PACS numbers: 73.63.Nm, 71.10.Pm, 73.23.-b, 71.70.Ej
All-electrical manipulation of spin degree of freedom is one of the central issues and the ultimate goal of spintronics field. The spin-orbit interaction (SOI) is a manifestation of special relativity. An electric field in the laboratory frame can transform into an effective magnetic field in the moving frame of electron and consequently leads to electron spin splitting. Therefore, the SOI provides us an efficient way to control electron spin electrically and has attracted tremendous interest because of its potential application in all-electrical spintronic devices [1, 2]. The spin degeneracy can be lifted by applying magnetic field to break the time-reversal symmetry and/or by applying electric fields to break the spatial inversion symmetry. However, the latter could be more easily realized in spintronics devices. In semiconductors the spatial inversion symmetry can be broken by the structural inversion asymmetry and bulk crystal inversion asymmetry, named, Rashba SOI (RSOI) and Dresselhaus SOI (DSOI), respectively [3, 4]. Usually, the RSOI in semiconductor quantum well is much stronger than that of DSOI, and therefore, most of the previous theoretical and experimental studies focused on the RSOI and its consequence on the spin transport properties in two-dimensional electron gas (2DEG) [5–7]. In thin quantum wells, the strength of the DSOI is comparable to that of the RSOI since the strength of the DSOI depends significantly on the thickness of quantum wells. The interplay between the RSOI and DSOI leads to interesting phenomena in 2DEG, e.g., the anisotropic photogalvanic effect , and the persistent spin helix . However, the interplay between the RSOI and DSOI in quantum wires (QWs) remains relatively unexplored.

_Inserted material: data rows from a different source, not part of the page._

//! Readiness checks over the store and both upstream sources.

use std::{fmt, time::Duration};

use serde::Serialize;

#[derive(Debug, Clone, Copy, PartialEq, Eq, Serialize)]
#[serde(rename_all = "snake_case")]
pub enum HealthStatus {
  Healthy,
  /// Only non-critical checks failed.
  Degraded,
  /// At least one critical check failed.
  Unhealthy,
}

impl fmt::Display for HealthStatus {
  fn fmt(&self, f: &mut fmt::Formatter<'_>) -> fmt::Result {
    f.write_str(match self {
      Self::Healthy => "healthy",
      Self::Degraded => "degraded",
      Self::Unhealthy => "unhealthy",
    })
  }
}

/// The result of one named check.
#[derive(Debug, Clone, PartialEq, Eq, Serialize)]
pub struct HealthCheck {
  pub name:        &'static str,
  pub critical:    bool,
  pub healthy:     bool,
  pub duration_ms: u64,
  #[serde(skip_serializing_if = "Option::is_none")]
  pub error:       Option<String>,
}

impl HealthCheck {
  pub fn passed(name: &'static str, critical: bool, took: Duration) -> Self {
    Self { name, critical, healthy: true, duration_ms: millis(took), error: None }
  }

  pub fn failed(name: &'static str, critical: bool, took: Duration, error: impl Into<String>) -> Self {
    Self {
      name,
      critical,
      healthy: false,
      duration_ms: millis(took),
      error: Some(error.into()),
    }
  }
}

fn millis(d: Duration) -> u64 { u64::try_from(d.as_millis()).unwrap_or(u64::MAX) }

#[derive(Debug, Clone, Serialize)]
pub struct HealthReport {
  pub overall: HealthStatus,
  pub checks:  Vec<HealthCheck>,
}

impl HealthReport {
  pub fn from_checks(checks: Vec<HealthCheck>) -> Self {
    let overall = if checks.iter().any(|c| c.critical && !c.healthy) {
      HealthStatus::Unhealthy
    } else if checks.iter().any(|c| !c.healthy) {
      HealthStatus::Degraded
    } else {
      HealthStatus::Healthy
    };
    Self { overall, checks }
  }

  pub fn is_unhealthy(&self) -> bool { self.overall == HealthStatus::Unhealthy }
}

Very recently, the anisotropic behavior of transport property in semiconductor QWs was proposed to detect the relative strength between the RSOI and DSOI in a quasi-one-dimensional (Q1D) semiconductor QW system [10, 11]. However, the effect of the Coulomb interaction on the transport property is not addressed. Since the Coulomb interaction becomes very strong in Q1 D electron systems where electrons are strongly correlated, and therefore the conventional Fermi liquid theory breaks down. There are no fermionic quasi-particle in Q1 D electron gas, and the elementary excitations are bosonic collective charge and spin fluctuations with different propagating velocities. The Luttinger liquid (LL) theory  is of fundamental importance because it is one of a very few strongly correlated non-Fermi liquid systems that can be solved analytically. The LL displays very unique properties, e.g., the spin and charge separation and the power-law behavior of the correlation functions. The unique behavior was observed experimentally in many Q1 D systems, for instance, narrow QW formed in semiconductor heterostructures , carbon nanotube , graphene nanoribbon , as well as the edge states of the fractional Quantum Hall liquid . Recent studies have found that the RSOI would lead to the mixing between the spin and charge excitations in QW with the RSOI alone [17–20]. It is interesting to study the interplay between the RSOI and DSOI on the ground state and transport property of QWs in the presence of the Coulomb interaction.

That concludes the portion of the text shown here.